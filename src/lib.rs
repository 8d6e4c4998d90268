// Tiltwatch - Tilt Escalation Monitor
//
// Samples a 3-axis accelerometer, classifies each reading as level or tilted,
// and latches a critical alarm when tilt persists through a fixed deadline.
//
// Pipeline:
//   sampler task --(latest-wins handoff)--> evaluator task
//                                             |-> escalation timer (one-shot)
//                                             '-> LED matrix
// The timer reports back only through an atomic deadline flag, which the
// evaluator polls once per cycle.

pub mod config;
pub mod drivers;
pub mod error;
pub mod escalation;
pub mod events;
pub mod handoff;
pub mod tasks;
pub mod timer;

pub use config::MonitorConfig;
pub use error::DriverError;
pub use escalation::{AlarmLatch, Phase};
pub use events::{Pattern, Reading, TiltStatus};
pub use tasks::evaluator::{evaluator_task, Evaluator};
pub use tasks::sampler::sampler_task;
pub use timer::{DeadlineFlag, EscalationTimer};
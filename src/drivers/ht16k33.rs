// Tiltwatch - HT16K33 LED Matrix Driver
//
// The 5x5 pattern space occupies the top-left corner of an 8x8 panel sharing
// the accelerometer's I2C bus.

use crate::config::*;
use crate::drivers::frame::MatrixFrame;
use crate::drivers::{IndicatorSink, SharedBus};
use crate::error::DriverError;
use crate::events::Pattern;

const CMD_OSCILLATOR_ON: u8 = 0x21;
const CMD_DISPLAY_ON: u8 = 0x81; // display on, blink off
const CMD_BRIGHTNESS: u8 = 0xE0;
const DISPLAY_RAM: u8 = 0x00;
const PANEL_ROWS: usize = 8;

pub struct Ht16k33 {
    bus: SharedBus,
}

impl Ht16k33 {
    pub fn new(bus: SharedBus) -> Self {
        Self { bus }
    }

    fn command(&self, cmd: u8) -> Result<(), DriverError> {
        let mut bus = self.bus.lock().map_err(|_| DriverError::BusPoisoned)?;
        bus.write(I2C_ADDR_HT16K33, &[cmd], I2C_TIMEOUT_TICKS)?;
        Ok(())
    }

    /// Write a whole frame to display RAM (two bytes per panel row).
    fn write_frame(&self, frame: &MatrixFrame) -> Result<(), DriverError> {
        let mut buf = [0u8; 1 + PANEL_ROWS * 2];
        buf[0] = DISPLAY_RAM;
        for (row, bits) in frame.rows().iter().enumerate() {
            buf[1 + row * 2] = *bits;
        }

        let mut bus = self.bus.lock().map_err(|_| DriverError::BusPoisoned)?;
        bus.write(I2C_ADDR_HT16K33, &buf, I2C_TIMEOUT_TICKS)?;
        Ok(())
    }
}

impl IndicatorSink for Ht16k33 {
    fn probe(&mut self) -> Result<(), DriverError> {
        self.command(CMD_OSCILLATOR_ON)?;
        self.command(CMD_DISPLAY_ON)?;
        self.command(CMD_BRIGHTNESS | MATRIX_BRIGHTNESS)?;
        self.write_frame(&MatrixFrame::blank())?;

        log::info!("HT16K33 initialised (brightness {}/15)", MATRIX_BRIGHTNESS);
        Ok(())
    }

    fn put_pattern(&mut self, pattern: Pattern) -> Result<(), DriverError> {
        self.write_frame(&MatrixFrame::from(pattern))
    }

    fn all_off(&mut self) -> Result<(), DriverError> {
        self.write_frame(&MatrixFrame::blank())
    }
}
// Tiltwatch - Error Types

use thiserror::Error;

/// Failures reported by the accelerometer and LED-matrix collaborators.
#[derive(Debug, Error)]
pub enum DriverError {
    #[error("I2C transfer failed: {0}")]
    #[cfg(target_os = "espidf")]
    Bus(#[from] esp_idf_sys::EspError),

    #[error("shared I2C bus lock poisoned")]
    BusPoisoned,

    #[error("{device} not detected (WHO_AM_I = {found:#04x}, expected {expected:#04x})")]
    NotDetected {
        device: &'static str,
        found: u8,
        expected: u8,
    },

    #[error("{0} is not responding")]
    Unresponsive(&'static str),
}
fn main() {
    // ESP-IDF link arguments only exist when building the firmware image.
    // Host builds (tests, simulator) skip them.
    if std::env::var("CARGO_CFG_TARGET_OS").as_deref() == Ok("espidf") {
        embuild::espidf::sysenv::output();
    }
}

--

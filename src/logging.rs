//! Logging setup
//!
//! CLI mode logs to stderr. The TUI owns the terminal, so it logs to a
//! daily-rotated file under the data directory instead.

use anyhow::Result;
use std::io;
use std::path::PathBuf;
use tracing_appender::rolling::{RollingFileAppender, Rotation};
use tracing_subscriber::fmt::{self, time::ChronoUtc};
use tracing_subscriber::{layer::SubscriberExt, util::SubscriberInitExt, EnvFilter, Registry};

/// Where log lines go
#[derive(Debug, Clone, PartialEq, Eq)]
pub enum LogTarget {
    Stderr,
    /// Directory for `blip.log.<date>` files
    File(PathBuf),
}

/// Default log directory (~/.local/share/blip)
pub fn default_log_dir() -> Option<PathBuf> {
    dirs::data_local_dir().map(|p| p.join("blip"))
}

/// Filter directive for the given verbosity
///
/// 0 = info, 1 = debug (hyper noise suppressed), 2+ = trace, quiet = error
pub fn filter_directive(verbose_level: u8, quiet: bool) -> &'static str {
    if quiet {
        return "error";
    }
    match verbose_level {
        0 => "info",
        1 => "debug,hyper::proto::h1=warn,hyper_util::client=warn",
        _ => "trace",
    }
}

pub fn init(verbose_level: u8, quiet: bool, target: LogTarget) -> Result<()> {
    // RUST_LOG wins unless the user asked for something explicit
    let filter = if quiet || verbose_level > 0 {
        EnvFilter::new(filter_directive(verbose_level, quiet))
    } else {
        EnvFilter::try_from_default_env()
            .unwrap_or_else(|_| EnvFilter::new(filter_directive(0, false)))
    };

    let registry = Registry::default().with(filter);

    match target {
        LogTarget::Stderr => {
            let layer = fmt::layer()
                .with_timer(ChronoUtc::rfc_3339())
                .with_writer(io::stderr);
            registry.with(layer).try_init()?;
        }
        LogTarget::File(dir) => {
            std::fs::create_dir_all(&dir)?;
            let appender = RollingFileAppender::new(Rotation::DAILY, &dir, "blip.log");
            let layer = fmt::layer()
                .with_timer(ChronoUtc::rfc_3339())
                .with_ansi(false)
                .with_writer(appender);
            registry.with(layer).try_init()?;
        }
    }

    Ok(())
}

* * *

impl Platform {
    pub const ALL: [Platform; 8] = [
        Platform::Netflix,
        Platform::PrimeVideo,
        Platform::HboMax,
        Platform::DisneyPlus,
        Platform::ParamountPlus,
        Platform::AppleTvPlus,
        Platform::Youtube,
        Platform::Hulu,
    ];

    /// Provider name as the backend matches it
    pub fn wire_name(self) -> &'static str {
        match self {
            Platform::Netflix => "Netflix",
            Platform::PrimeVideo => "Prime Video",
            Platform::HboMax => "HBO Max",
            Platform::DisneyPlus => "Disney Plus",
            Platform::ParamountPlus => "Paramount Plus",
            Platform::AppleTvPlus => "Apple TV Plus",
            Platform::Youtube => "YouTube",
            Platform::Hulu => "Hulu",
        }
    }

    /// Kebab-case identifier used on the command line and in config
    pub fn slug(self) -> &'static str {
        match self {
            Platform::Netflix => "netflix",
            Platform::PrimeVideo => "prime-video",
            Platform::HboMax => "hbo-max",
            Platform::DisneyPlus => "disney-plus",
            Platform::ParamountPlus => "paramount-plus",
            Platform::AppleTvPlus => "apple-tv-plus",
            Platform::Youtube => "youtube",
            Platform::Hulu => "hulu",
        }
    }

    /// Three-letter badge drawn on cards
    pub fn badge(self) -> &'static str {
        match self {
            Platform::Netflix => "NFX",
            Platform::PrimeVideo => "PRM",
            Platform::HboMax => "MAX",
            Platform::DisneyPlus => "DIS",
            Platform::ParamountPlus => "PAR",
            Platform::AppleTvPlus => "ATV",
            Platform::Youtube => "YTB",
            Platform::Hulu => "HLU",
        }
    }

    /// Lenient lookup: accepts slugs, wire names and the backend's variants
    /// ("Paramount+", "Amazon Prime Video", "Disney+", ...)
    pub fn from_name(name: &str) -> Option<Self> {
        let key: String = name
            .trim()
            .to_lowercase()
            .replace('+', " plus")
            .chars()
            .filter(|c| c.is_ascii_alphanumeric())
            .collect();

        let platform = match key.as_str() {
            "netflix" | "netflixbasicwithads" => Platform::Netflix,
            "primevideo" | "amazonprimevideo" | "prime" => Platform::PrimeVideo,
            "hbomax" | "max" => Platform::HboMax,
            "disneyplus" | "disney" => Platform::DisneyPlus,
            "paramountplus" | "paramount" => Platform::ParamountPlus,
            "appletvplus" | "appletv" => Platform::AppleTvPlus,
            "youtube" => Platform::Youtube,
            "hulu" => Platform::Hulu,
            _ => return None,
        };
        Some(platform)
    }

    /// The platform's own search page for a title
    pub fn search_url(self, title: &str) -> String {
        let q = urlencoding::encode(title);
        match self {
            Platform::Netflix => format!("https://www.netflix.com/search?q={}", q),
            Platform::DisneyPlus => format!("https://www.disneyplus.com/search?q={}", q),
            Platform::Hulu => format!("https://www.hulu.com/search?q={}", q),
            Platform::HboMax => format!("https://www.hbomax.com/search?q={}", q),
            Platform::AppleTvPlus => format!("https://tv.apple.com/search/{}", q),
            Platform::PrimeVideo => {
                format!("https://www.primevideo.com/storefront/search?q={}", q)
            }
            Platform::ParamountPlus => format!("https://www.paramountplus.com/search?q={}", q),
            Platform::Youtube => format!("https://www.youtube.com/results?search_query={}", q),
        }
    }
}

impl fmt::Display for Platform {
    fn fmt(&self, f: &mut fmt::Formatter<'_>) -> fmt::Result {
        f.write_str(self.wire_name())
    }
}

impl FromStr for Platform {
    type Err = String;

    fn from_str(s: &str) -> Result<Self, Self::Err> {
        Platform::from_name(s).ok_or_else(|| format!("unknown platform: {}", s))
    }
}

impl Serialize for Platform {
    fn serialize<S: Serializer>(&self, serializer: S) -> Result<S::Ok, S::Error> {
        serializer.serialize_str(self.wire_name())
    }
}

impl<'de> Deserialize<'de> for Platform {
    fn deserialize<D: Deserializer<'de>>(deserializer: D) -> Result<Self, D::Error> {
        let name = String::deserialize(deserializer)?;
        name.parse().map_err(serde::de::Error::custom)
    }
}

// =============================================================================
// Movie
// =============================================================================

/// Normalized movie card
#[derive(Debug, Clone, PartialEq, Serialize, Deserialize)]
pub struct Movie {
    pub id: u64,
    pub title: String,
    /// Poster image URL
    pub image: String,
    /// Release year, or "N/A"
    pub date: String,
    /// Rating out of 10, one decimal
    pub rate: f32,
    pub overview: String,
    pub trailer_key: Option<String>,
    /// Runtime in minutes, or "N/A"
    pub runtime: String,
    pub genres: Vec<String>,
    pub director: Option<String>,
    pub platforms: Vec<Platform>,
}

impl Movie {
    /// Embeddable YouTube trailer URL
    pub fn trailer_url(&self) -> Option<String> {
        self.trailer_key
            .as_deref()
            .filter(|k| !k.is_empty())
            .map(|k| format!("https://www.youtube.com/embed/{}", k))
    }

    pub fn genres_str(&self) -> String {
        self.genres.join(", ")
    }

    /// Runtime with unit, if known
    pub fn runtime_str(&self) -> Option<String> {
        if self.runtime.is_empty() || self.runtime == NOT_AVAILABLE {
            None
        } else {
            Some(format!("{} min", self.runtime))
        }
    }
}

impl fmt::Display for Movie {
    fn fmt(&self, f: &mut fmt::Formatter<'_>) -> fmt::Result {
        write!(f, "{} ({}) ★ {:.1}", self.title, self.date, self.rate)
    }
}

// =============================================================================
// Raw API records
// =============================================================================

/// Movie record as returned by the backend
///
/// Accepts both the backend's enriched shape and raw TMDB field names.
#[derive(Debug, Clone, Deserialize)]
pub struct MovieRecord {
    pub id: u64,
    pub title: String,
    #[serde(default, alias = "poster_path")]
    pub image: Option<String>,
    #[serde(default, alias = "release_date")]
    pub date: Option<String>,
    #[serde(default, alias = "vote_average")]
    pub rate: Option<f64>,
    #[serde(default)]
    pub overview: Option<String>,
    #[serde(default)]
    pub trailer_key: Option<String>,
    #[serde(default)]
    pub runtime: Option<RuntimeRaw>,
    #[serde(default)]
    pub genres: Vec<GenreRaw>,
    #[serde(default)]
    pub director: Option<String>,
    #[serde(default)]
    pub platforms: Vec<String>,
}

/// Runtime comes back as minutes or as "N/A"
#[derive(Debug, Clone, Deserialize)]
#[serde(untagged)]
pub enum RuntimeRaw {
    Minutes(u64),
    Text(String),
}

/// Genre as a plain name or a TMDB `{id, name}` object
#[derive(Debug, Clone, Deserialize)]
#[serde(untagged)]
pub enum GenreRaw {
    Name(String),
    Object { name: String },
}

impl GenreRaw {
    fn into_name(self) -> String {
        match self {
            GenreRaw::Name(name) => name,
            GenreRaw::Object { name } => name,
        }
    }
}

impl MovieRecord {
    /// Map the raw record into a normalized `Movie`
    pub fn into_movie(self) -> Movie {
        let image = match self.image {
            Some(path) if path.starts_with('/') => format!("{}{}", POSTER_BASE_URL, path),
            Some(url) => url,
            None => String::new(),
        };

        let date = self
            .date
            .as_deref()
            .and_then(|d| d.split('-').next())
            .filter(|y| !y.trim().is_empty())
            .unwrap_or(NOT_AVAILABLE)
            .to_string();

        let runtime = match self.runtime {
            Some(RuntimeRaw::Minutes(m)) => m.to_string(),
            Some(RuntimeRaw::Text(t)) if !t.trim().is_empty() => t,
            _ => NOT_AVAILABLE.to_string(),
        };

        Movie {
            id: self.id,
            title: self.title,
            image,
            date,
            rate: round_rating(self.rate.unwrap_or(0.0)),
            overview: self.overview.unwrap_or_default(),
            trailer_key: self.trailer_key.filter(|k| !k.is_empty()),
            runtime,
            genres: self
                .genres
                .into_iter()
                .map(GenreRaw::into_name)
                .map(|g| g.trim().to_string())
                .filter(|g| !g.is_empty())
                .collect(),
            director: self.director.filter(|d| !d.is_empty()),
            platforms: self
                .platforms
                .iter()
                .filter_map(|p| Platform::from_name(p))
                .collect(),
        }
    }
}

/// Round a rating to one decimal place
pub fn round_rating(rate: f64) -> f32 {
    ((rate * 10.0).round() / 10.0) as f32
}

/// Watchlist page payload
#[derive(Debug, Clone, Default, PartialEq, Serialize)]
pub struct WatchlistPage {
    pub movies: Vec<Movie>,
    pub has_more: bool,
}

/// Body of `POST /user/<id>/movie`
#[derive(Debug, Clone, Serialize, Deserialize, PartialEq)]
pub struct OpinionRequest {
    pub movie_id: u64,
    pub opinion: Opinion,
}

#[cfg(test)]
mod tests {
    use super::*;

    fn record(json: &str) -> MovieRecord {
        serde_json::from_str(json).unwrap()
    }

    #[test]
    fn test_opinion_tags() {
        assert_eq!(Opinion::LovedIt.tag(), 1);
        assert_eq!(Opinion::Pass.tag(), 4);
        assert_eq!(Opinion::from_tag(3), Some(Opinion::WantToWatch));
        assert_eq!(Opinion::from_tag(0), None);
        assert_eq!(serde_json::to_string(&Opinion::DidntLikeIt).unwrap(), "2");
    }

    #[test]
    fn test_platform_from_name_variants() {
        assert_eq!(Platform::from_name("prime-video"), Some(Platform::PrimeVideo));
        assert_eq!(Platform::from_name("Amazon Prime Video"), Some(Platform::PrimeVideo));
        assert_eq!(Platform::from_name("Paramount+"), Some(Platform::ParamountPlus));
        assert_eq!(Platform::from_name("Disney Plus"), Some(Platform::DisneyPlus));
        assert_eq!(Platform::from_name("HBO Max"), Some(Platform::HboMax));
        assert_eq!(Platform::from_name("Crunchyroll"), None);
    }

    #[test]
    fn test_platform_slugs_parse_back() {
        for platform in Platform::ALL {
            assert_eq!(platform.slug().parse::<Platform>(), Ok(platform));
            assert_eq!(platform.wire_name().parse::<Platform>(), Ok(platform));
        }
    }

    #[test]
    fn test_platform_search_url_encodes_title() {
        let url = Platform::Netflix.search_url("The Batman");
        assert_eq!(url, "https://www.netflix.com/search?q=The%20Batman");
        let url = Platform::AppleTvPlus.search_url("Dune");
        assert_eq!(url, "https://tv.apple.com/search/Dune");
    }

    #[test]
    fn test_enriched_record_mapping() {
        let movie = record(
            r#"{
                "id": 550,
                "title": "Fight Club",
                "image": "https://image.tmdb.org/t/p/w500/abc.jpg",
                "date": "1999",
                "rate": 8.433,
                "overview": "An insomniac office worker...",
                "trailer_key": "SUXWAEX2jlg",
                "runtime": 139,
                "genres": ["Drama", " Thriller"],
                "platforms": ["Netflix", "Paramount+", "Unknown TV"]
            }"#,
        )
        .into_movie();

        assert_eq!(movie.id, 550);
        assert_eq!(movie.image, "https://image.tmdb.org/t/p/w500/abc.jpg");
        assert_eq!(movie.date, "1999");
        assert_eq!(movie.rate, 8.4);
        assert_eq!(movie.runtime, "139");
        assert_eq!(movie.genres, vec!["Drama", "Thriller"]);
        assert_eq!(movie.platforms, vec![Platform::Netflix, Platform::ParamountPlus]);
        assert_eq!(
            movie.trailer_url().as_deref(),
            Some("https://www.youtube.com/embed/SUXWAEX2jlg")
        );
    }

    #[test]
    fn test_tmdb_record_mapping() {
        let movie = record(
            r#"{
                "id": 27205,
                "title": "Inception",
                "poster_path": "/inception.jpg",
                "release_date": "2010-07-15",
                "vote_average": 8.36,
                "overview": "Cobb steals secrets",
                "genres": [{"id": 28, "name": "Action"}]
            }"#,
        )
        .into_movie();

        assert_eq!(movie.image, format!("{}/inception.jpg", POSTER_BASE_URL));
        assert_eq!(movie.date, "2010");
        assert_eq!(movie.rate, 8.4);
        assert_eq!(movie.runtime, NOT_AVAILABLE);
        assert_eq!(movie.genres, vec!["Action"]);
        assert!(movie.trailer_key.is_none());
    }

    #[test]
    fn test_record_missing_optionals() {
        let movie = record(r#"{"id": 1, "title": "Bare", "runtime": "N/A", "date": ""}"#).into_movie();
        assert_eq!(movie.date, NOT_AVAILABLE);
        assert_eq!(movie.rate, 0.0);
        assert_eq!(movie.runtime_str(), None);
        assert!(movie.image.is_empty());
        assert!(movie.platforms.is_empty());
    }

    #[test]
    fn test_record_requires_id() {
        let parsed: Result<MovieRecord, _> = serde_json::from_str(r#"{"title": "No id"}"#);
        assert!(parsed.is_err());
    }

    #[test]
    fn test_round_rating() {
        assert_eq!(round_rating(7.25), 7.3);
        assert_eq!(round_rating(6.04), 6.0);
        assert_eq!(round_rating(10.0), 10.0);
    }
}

__TASK REQUIREMENTS__
Your answer must be the number of lines above that contain the word "evaluator", stated alone.

__EXERCISE ANSWER__
3